### [Source material]
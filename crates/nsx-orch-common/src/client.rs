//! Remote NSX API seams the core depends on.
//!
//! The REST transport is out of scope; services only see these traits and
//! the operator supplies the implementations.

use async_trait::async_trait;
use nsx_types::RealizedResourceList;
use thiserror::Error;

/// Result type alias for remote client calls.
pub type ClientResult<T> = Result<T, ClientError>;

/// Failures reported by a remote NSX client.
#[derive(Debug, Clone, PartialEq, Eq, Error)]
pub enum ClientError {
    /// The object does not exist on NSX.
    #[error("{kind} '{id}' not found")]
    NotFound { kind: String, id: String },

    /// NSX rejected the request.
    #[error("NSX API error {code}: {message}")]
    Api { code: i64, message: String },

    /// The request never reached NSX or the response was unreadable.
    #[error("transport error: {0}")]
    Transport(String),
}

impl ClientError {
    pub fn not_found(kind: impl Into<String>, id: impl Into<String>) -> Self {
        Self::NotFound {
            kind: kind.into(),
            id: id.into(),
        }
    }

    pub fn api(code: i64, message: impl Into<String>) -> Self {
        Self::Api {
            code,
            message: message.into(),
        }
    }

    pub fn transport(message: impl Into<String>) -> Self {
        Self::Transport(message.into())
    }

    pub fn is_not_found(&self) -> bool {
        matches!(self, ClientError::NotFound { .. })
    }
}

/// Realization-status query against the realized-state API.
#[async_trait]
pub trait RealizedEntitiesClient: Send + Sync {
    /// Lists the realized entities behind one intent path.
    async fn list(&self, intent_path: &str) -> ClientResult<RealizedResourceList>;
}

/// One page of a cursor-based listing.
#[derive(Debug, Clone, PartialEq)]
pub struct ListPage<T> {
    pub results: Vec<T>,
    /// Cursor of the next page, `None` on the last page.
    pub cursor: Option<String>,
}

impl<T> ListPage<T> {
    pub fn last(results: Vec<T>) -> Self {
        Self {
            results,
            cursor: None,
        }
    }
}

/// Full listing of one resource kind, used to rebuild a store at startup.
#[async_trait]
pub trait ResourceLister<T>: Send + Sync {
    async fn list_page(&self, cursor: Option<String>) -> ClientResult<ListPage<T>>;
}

### [Task requirements]
Your reply is to be the number of lines above in which the word "Debug" appears, and nothing else.

### [The answer]
2